The living room wasn't telling me very much. I learned that Kerry Weaver was a voracious
reader and an audiophile. Her stereo system was state of the art, and she had more CDs
than Tower Records. A set of tall bookshelves was filled almost to capacity with hardcover
volumes. Mostly medical texts, but I also saw some history, geography, astronomy,
sociology, and a dash of metaphysics. The books all looked like they had been read. Not
just here for show. Another set of shelves held back issues of the Journal of the American
Medical Association, running from the late '80's to the present. The walls had a couple of
traditional African masks or icons, or whatever you'd call them, and also some paintings
with Celtic and Native American influences. The overall effect of the room was understated
and elegant, one of quiet good taste. Of course, the music probably made up for that.
"Danny?" Carter was calling to me from the kitchen. "You want to pick up
the extension? I think you should hear this."
I found a cordless phone by the sofa. "Daniel Fox," I said into it.
"Danny, it's Lydia Wright, from County?"
"Of course, I remember. How are you?"
"Lydia, why don't you tell him what you told me?" Carter said. "It's okay,
Kerry trusted him." I wasn't so certain of that, but what the hey?
Lydia hesitated. "I don't know if I should be telling this to anyone," she said.

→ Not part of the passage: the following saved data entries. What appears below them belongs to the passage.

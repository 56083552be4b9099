// src/token/header.rs

use crate::client::KeySetClient;
use crate::error::{Result, SiwaError};
use crate::key::{KeyCache, PublicKey};
use crate::model::RawHeader;
use serde::Deserialize;
use std::sync::Arc;

/// The decoded JOSE header of an identity token.
#[derive(Debug, Clone, PartialEq, Eq)]
pub struct Header {
    identifier: String,
    algorithm: String,
}

impl Header {
    /// Decodes the header object. `kid` and `alg` are required strings.
    pub fn decode(data: &serde_json::Value) -> Result<Self> {
        let raw = RawHeader::deserialize(data)
            .map_err(|e| SiwaError::MalformedToken(format!("invalid header: {}", e)))?;
        Ok(Self {
            identifier: raw.kid,
            algorithm: raw.alg,
        })
    }

    /// The `kid` naming the key that signed the token.
    pub fn identifier(&self) -> &str {
        &self.identifier
    }

    pub fn algorithm(&self) -> &str {
        &self.algorithm
    }

    /// Resolves the signing key, consulting `cache` before the network.
    ///
    /// # Errors
    ///
    /// Returns [`SiwaError::KeyNotFound`] if the provider publishes no key with
    /// this identifier, or any error raised while fetching the key set.
    pub async fn resolve_public_key(
        &self,
        client: &KeySetClient,
        cache: Option<&KeyCache>,
    ) -> Result<Arc<dyn PublicKey>> {
        client
            .retrieve_by_id(&self.identifier, cache)
            .await?
            .ok_or_else(|| SiwaError::KeyNotFound(self.identifier.clone()))
    }
}

#[cfg(test)]
mod tests {
    use super::*;
    use serde_json::json;

    #[test]
    fn decodes_kid_and_alg() {
        let header = Header::decode(&json!({ "kid": "86D88Kf", "alg": "RS256" })).unwrap();
        assert_eq!(header.identifier(), "86D88Kf");
        assert_eq!(header.algorithm(), "RS256");
    }

    #[test]
    fn missing_fields_are_malformed() {
        for data in [json!({ "alg": "RS256" }), json!({ "kid": "K1" }), json!([])] {
            assert!(matches!(
                Header::decode(&data),
                Err(SiwaError::MalformedToken(_))
            ));
        }
    }
}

"I've got...a friend on the force, and if this gets back to anyone, it could really
put him in deep."
I said, "I won't say a word. I promise."
She took a breath. "Okay. You know they found Dr. Weaver's crutch with her purse?
Well, there was a partial fingerprint on it. My friend has heard that they've got a
tentative match. The press doesn't know about this yet. Carter, they think it's Lonnie
Bledsoe."
Carter made a small noise of despair. I said, "Who's Lonnie Bledsoe?"
"I'll tell you later," said Carter, sounding stricken. "Lydia, I really
appreciate your telling us this."
"Okay," she said, and hung up.
"What's a Lonnie Bledsoe?" I asked Carter when he came out of the kitchen.
He rubbed at his eyes. "He's been on the news lately," he said. "There was
a bloodbath in Calumet City a few days ago. Two guys robbed a pawnshop and killed four
people, including a cop. Bledsoe's the one they ID'd. Jesus, if he's taken Kerry,
I..."
It occurred to me that Carter was the only one at the diner last night who had referred to
Kerry Weaver in the present tense instead of the past. It hadn't really hit him that she
was gone. Today, it had sunk in.
He took a breath and got it under control. "The reason I was late, I had to do
something with Dr. Greene. Apparently, Kerry made him the executor of her will." He
laughed a little. "I guess she thought he didn't have enough paperwork to deal
with."
I said, "Isn't it a little early for the will to be read?"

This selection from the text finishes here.